BibleAsk Team

When did the four hundred and thirty years start?

Genesis 15

The four hundred and thirty years are mentioned in Genesis 15. Abram wondered how much longer he would have to remain a stranger in the Land of Promise, and if he would ever see the fulfillment of God’s promises. The Lord therefore revealed the answer to him saying: “Know certainly that your descendants will be strangers in a land that is not theirs, and will serve them, and they will afflict them four hundred years” (Genesis 15:13).

There are two questions that need to be answered here: Are the four hundred years the time of affliction or the time of sojourning, or both? Are the four hundred years related to the four hundred and thirty years of Exodus 12:40, 41 and Galatians 3:16, 17?  

When did the four hundred and thirty years start?

In Exodus 12:40, “the sojourning of the children of Israel, who dwelt in Egypt, was four hundred and thirty years,” suggests that the Israelites did spend four hundred and thirty years there, from Jacob’s entry to the Exodus. That this cannot be the meaning is clear from Galatians 3:16, 17, where it is said that the law was made public at Sinai four hundred and thirty years after the covenant between God and Abram.  

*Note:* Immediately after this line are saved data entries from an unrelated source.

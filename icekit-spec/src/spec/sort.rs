/*!
 * Sort orders
 *
 * A sort order lists the columns data files are sorted by. Order id `0` is
 * reserved for the unsorted order, which has no fields.
 */

use std::{fmt, str};

use derive_builder::Builder;
use derive_getters::Getters;
use serde::{Deserialize, Serialize};

use crate::error::Error;

use super::partition::Transform;

/// Id of the unsorted order
pub static DEFAULT_SORT_ORDER_ID: i32 = 0;

#[derive(Debug, Serialize, Deserialize, PartialEq, Eq, Clone)]
/// Sort direction, either ascending or descending
pub enum SortDirection {
    /// Ascending
    #[serde(rename = "asc")]
    Ascending,
    /// Descending
    #[serde(rename = "desc")]
    Descending,
}

#[derive(Debug, Serialize, Deserialize, PartialEq, Eq, Clone)]
/// Describes the order of null values when sorted.
pub enum NullOrder {
    #[serde(rename = "nulls-first")]
    /// Nulls are stored first
    First,
    #[serde(rename = "nulls-last")]
    /// Nulls are stored last
    Last,
}

#[derive(Debug, Serialize, Deserialize, PartialEq, Eq, Clone, Getters)]
#[serde(rename_all = "kebab-case")]
/// Entry for every column that is to be sorted
pub struct SortField {
    /// A source column id from the table’s schema
    source_id: i32,
    /// Produces the values to sort on from the source column
    transform: Transform,
    /// asc or desc
    direction: SortDirection,
    /// Placement of null values
    null_order: NullOrder,
}

impl SortField {
    /// Create a new sort field
    pub fn new(
        source_id: i32,
        transform: Transform,
        direction: SortDirection,
        null_order: NullOrder,
    ) -> Self {
        SortField {
            source_id,
            transform,
            direction,
            null_order,
        }
    }
}

#[derive(Debug, Serialize, Deserialize, PartialEq, Eq, Clone, Default, Builder, Getters)]
#[serde(rename_all = "kebab-case")]
#[builder(setter(prefix = "with"), build_fn(error = "Error"))]
/// A sort order is defined by a sort order id and a list of sort fields.
/// The order of the sort fields within the list defines the order in which the sort is applied to the data.
pub struct SortOrder {
    /// Identifier for SortOrder, order_id `0` is no sort order.
    #[builder(default = "DEFAULT_SORT_ORDER_ID")]
    order_id: i32,
    #[builder(setter(each(name = "with_sort_field")), default)]
    /// Details of the sort
    fields: Vec<SortField>,
}

impl SortOrder {
    /// Create sort order builder
    pub fn builder() -> SortOrderBuilder {
        SortOrderBuilder::default()
    }
    /// The unsorted order
    pub fn unsorted() -> Self {
        SortOrder::default()
    }
    /// True for an order without fields
    pub fn is_unsorted(&self) -> bool {
        self.fields.is_empty()
    }
}

impl fmt::Display for SortOrder {
    fn fmt(&self, f: &mut fmt::Formatter<'_>) -> fmt::Result {
        write!(
            f,
            "{}",
            &serde_json::to_string(self).map_err(|_| fmt::Error)?,
        )
    }
}

impl str::FromStr for SortOrder {
    type Err = Error;
    fn from_str(s: &str) -> Result<Self, Self::Err> {
        serde_json::from_str(s).map_err(Error::from)
    }
}

#[cfg(test)]
mod tests {
    use super::*;

    #[test]
    fn sort_order() {
        let sort_order = r#"
        {
        "order-id": 1,
        "fields": [ {
            "transform": "identity",
            "source-id": 2,
            "direction": "asc",
            "null-order": "nulls-first"
         }, {
            "transform": "bucket[4]",
            "source-id": 3,
            "direction": "desc",
            "null-order": "nulls-last"
         } ]
        }
        "#;

        let order: SortOrder = sort_order.parse().unwrap();
        assert_eq!(
            order.fields()[0],
            SortField::new(2, Transform::Identity, SortDirection::Ascending, NullOrder::First)
        );
        assert_eq!(
            order.fields()[1],
            SortField::new(
                3,
                Transform::Bucket(4),
                SortDirection::Descending,
                NullOrder::Last
            )
        );
        assert!(!order.is_unsorted());
    }

    #[test]
    fn builder() {
        let order = SortOrder::builder()
            .with_order_id(1)
            .with_sort_field(SortField::new(
                1,
                Transform::Identity,
                SortDirection::Descending,
                NullOrder::Last,
            ))
            .build()
            .unwrap();
        assert_eq!(*order.order_id(), 1);
        assert!(SortOrder::unsorted().is_unsorted());
        assert_eq!(*SortOrder::unsorted().order_id(), DEFAULT_SORT_ORDER_ID);
    }
}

If Paul refers to the first promise made to Abram in Haran (Genesis 12:1–3), the four hundred and thirty years began when Abram was seventy-five years old (Genesis 12:4). The four hundred years of affliction would then begin thirty years later, when Abram was one hundred and five and his son Isaac five years old (Genesis 21:5). This would be about the time Ishmael, who “was born after the flesh persecuted him [Isaac] that was born after the Spirit” (Galatians 4:29; Genesis 21:9–11). 

The precise time from the call of Abram to Jacob’s entrance into Egypt was two hundred and fifteen years (Genesis 21:5; 25:26; 47:9), which would leave two hundred and fifteen years of the four hundred and thirty as the real time the Hebrews spent there. Therefore, the four hundred and thirty years of Exodus 12:40 must encompass the sojourn in Canaan as well as that in Egypt, from Abram’s call to the Exodus.  

The LXX (the Septuagint) show Exodus 12:40 thus: “And the sojourning of the children of Israel, while they sojourned in the land of Egypt and the land of Canaan, was four hundred and thirty years.” As shown before, the land of Canaan relied greatly upon Egypt during the patriarchal era that the Egyptian kings regarded it as theirs. During the Eighteenth Dynasty, whose kings ruled both Palestine and Syria, Moses could accurately encompass Canaan in the term Egypt as used in Exodus 12:40. 

Four generations

Genesis 15:16 says, “But in the fourth generation they shall return here, for the iniquity of the Amorites is not yet complete.” Bible Commentators, who apply the four hundred years of Genesis 15:13 to the actual time the Hebrews lived in Egypt, face a problem. They must suppose that the four generations averaged exactly hundred years each. But this is opposing to available proof. However, since the four hundred years of v. 13 must refer to the time from Abram to the Exodus (v. 13), and the actual time of Israel’s remaining in Egypt was only two hundred and fifteen years, no inconsistency exists between this prophecy and its fulfillment.  

Caleb was part of the fourth generation from Judah (1 Chronicles 2:3–5, 18), and Moses, from Levi (Exodus 6:16–20). Efforts to determine the length of a “generation” based on Genesis 15:13, 16 are unreasonable, and the outcomes are deceptive. One “generation,” went into Egypt, two lived there, and the fourth left.